When I started out on this fitness journey 2.5 months ago I never realized the impact it would have on me as a person and my view of others. Starting this blog a month or so before my journey began my intention was to use it to keep me motivated and accountable throughout. In doing so I found that posting to social media in general had kept me motivated and staving to reach my goal with an even bigger passion than I intended. Thus leading me to the point of this blog post, I am human I make mistakes, I fall, I post like a mad women to facebook, and I love taking pictures of myself. SO WHAT!
My Facebook and Instagram post are annoying, pointless, and conceded.

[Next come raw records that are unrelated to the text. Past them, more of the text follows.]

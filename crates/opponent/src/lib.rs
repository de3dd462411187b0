//! Automated opponent
//!
//! The one entry point the host needs: given a position and a
//! [`Difficulty`], pick a move for the side to move.
//!
//! - Beginner plays a uniformly random legal move.
//! - Every other level runs the classical minimax search to the depth its
//!   entry in the [`DepthTable`] gives.
//!
//! The caller's position is only ever read; all make/unmake work happens on
//! a private copy owned by the search call.

mod config;
mod difficulty;

pub use config::*;
pub use difficulty::*;

use chess_core::{Engine, Rules, SearchError, SearchResult};
use classical_engine::{ClassicalEngine, ClassicalEval};
use rand::rngs::StdRng;
use rand::Rng;
use random_engine::RandomEngine;
use tracing::debug;

/// Move selector holding one engine per strategy.
#[derive(Debug, Clone)]
pub struct Opponent<R = StdRng> {
    config: OpponentConfig,
    classical: ClassicalEngine,
    random: RandomEngine<R>,
}

impl Opponent {
    pub fn new(config: OpponentConfig) -> Self {
        Self::with_random_engine(config, RandomEngine::new())
    }
}

impl Default for Opponent {
    fn default() -> Self {
        Self::new(OpponentConfig::default())
    }
}

impl<R: Rng> Opponent<R> {
    /// Opponent whose beginner moves come from `rng`.
    pub fn with_rng(config: OpponentConfig, rng: R) -> Self {
        Self::with_random_engine(config, RandomEngine::with_rng(rng))
    }

    fn with_random_engine(config: OpponentConfig, random: RandomEngine<R>) -> Self {
        let evaluator = ClassicalEval {
            positional: config.positional,
        };
        Self {
            config,
            classical: ClassicalEngine::with_evaluator(evaluator),
            random,
        }
    }

    /// Runs the strategy for `difficulty` and returns the full search result.
    pub fn search<P: Rules>(
        &mut self,
        pos: &P,
        difficulty: Difficulty,
    ) -> Result<SearchResult<P::Move>, SearchError> {
        let depth = self.config.depth(difficulty);
        let result = match difficulty {
            Difficulty::Beginner => self.random.search(pos, depth)?,
            Difficulty::Easy | Difficulty::Hard | Difficulty::Master => {
                self.classical.search(pos, depth)?
            }
        };

        debug!(
            %difficulty,
            depth,
            nodes = result.nodes,
            score = result.score,
            best_move = ?result.best_move,
            "move selected"
        );
        Ok(result)
    }

    /// Picks a move for the side to move.
    ///
    /// Returns `Ok(None)` when there is no legal move (checkmate or
    /// stalemate). An error means the rules engine contradicted itself and
    /// no move could be trusted.
    pub fn select_move<P: Rules>(
        &mut self,
        pos: &P,
        difficulty: Difficulty,
    ) -> Result<Option<P::Move>, SearchError> {
        Ok(self.search(pos, difficulty)?.best_move)
    }
}

/// Picks a move with the default configuration.
pub fn select_move<P: Rules>(
    pos: &P,
    difficulty: Difficulty,
) -> Result<Option<P::Move>, SearchError> {
    Opponent::default().select_move(pos, difficulty)
}

/// Like [`select_move`], with beginner moves drawn from `rng`.
pub fn select_move_with_rng<P: Rules, R: Rng>(
    pos: &P,
    difficulty: Difficulty,
    rng: R,
) -> Result<Option<P::Move>, SearchError> {
    Opponent::with_rng(OpponentConfig::default(), rng).select_move(pos, difficulty)
}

I have started on this journey for myself no one else. Like I said before though this journey I have realized how my point of view of others has changed. We all know that we care what we look like but I didn't realize just how much others care what you look like. I feel like as teenagers we grow up with this judgmental point of view, from what brand of cloths peoples are wearing to how much they weigh. NEWS FLASH it doesn't go away when you "grow up" everyday you are judging someone weather it be intentional or not. My post are a simple motivation to keep myself on track and document my progress, if I can motivate myself and maybe motivate just one other person it is worth it. So please do what you need to do to motivate yourself, those who don't like it will ignore it and those who care will help to empower you along the way. I j challenge you that next time you look at someone or their social media post and think the slightest though it in your head about them remember you don't know their story. Life is full of insecurities don't feed them.
I act like I am perfect.
Woah, this makes me laugh. If you know me at all you know I am so far from perfect it is unreal! I feel that some people think that with my post I am trying to make people thing I am this crazy healthy nut who eats only healthy things and wants to be super skinny. WRONG for starters just in the last 24 hrs I have eaten Reese's peanut butter cups and a grande Carmel macchiato. If you want to take the time to look up the amount of sugar and calories in two things you will find that I am not perfect. I have cheat days (usually Sunday) and some days when I just totally abandon what I am working toward. Sure some days I am like "damn I really should of eaten that" and others I think "I am working my ass off I can have a candy bar if I want it". We all have these little things that we fight with any journey SUGAR happens to be mine. So if you see me in the store stocking up on fruit this is my way of trying to defuse my crazy chocolate or sugar carvings. I do not want to be perceived as perfect, I want people to know that being healthy is a journey a lot of people start down and ultimately fail. If we open up and accept each other we can all be imperfect and reach our goals together.
BOOM the proof and I enjoyed every last bit and drink too!
(Comment below tell me what your favorite cheat snack or meal is)
To those of you working toward a goal.
No matter what the goal is don't let others judgments or self thoughts set you back. I saw a quote the other day that was so perfect. "Your setback is a platform for your comeback" so if you have a small or big setback in your goal just keep going. Unless you give up there isn't any goal that is out of reach.
I may not get to my fitness or even my business goal in the time frame I wanted who knows I may never get there (yeah I said it), but I can tell you one thing it is that I am going to continue to do it for me and kicked ass the whole way.